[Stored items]
- Opening Delimiter -
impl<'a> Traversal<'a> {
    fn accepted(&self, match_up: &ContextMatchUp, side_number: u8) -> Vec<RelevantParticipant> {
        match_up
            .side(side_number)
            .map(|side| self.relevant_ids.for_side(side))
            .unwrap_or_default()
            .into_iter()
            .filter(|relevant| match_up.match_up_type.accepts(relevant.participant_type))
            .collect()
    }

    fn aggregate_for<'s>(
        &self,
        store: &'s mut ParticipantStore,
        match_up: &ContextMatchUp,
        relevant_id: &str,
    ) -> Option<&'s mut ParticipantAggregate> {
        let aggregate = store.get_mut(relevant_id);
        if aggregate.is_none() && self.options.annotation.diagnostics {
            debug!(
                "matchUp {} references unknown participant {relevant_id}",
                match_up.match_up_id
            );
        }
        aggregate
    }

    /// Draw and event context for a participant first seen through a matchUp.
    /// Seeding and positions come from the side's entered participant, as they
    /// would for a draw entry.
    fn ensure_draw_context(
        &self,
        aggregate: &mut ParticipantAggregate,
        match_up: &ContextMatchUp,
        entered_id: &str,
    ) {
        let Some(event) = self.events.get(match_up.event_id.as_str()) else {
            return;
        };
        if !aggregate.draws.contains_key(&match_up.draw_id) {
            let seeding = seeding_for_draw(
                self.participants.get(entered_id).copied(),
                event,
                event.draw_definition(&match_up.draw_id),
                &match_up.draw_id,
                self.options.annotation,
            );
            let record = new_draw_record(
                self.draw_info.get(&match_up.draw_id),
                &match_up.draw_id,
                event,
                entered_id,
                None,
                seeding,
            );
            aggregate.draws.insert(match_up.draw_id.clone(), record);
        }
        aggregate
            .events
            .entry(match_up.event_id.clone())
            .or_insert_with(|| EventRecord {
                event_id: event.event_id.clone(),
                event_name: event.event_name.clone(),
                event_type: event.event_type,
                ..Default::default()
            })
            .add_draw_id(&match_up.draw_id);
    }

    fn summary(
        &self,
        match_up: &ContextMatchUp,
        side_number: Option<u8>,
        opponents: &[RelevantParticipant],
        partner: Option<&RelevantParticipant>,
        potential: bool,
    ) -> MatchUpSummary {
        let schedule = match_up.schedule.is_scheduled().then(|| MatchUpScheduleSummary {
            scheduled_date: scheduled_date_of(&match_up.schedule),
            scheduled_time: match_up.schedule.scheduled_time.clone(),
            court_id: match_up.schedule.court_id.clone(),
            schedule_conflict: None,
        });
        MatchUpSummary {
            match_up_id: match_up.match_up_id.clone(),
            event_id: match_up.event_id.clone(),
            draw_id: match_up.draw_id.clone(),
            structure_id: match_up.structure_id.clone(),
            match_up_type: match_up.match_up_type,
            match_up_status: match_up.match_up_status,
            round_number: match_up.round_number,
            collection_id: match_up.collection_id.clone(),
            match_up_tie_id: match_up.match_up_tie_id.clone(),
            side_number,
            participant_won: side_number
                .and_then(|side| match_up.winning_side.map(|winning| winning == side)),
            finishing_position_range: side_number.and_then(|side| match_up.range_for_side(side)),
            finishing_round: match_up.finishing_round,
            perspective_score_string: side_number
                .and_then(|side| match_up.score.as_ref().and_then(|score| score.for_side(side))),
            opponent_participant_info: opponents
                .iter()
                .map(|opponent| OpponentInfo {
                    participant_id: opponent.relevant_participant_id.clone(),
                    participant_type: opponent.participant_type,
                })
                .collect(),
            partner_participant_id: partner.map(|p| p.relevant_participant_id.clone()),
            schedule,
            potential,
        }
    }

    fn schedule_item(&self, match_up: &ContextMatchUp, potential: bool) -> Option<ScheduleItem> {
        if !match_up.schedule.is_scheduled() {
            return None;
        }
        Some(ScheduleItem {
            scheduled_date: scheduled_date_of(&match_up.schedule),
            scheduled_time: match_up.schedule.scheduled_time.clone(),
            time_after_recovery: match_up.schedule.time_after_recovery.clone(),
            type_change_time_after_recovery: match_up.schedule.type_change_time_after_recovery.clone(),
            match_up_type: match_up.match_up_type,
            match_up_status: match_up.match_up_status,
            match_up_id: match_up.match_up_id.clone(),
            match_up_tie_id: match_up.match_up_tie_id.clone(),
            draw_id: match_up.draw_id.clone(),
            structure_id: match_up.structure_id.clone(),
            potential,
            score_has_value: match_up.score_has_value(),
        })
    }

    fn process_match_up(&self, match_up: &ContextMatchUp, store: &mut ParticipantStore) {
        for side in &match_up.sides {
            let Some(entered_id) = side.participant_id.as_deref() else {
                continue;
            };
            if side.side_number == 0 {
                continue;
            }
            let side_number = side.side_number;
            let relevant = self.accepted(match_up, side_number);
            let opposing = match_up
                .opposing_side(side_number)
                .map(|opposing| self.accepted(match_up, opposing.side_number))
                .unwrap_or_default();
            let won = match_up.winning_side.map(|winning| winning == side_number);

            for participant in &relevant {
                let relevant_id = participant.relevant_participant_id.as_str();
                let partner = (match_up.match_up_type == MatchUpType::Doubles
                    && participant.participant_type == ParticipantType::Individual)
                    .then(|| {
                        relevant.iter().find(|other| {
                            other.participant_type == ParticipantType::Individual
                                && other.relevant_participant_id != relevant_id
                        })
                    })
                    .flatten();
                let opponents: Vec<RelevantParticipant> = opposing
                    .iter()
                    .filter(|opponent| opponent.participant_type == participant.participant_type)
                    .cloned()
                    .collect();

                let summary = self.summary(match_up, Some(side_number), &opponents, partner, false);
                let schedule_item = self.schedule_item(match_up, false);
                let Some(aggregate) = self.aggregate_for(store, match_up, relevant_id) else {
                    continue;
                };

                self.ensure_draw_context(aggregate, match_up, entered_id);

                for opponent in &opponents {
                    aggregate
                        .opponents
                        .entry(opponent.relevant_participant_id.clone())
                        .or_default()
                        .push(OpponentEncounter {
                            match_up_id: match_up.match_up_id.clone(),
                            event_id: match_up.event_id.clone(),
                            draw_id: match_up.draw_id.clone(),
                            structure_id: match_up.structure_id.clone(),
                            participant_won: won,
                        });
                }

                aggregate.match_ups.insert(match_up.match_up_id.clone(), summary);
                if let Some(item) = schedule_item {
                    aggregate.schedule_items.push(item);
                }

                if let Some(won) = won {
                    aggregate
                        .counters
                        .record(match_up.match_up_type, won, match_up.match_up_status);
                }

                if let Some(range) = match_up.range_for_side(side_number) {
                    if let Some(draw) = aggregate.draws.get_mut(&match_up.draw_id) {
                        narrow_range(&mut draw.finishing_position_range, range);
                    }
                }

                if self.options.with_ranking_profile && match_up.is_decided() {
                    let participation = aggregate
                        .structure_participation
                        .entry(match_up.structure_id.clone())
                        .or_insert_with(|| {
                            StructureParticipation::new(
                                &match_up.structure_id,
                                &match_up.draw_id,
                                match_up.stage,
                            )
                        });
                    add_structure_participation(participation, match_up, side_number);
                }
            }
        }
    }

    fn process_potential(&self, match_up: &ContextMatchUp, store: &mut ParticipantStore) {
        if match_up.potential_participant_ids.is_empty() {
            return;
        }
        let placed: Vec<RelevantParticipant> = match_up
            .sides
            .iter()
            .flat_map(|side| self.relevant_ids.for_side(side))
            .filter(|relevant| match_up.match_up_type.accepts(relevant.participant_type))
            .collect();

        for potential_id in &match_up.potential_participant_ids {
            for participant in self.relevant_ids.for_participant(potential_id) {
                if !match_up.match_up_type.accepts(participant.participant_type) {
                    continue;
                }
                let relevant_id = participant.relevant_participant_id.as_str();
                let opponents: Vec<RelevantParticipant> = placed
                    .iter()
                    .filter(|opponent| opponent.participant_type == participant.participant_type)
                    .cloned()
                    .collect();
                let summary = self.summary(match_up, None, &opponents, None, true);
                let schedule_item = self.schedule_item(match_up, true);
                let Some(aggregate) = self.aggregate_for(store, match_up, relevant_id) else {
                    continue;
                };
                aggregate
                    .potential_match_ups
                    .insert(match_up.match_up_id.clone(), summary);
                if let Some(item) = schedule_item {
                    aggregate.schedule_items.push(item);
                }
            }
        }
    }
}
- Closing Delimiter -
Using the data above, restate word for word the lines from its opening line through the line that contains "aggregate.draws.insert(match_up.draw_id.clone(), record);", and no more.

impl<'a> Traversal<'a> {
    fn accepted(&self, match_up: &ContextMatchUp, side_number: u8) -> Vec<RelevantParticipant> {
        match_up
            .side(side_number)
            .map(|side| self.relevant_ids.for_side(side))
            .unwrap_or_default()
            .into_iter()
            .filter(|relevant| match_up.match_up_type.accepts(relevant.participant_type))
            .collect()
    }

    fn aggregate_for<'s>(
        &self,
        store: &'s mut ParticipantStore,
        match_up: &ContextMatchUp,
        relevant_id: &str,
    ) -> Option<&'s mut ParticipantAggregate> {
        let aggregate = store.get_mut(relevant_id);
        if aggregate.is_none() && self.options.annotation.diagnostics {
            debug!(
                "matchUp {} references unknown participant {relevant_id}",
                match_up.match_up_id
            );
        }
        aggregate
    }

    /// Draw and event context for a participant first seen through a matchUp.
    /// Seeding and positions come from the side's entered participant, as they
    /// would for a draw entry.
    fn ensure_draw_context(
        &self,
        aggregate: &mut ParticipantAggregate,
        match_up: &ContextMatchUp,
        entered_id: &str,
    ) {
        let Some(event) = self.events.get(match_up.event_id.as_str()) else {
            return;
        };
        if !aggregate.draws.contains_key(&match_up.draw_id) {
            let seeding = seeding_for_draw(
                self.participants.get(entered_id).copied(),
                event,
                event.draw_definition(&match_up.draw_id),
                &match_up.draw_id,
                self.options.annotation,
            );
            let record = new_draw_record(
                self.draw_info.get(&match_up.draw_id),
                &match_up.draw_id,
                event,
                entered_id,
                None,
                seeding,
            );
            aggregate.draws.insert(match_up.draw_id.clone(), record);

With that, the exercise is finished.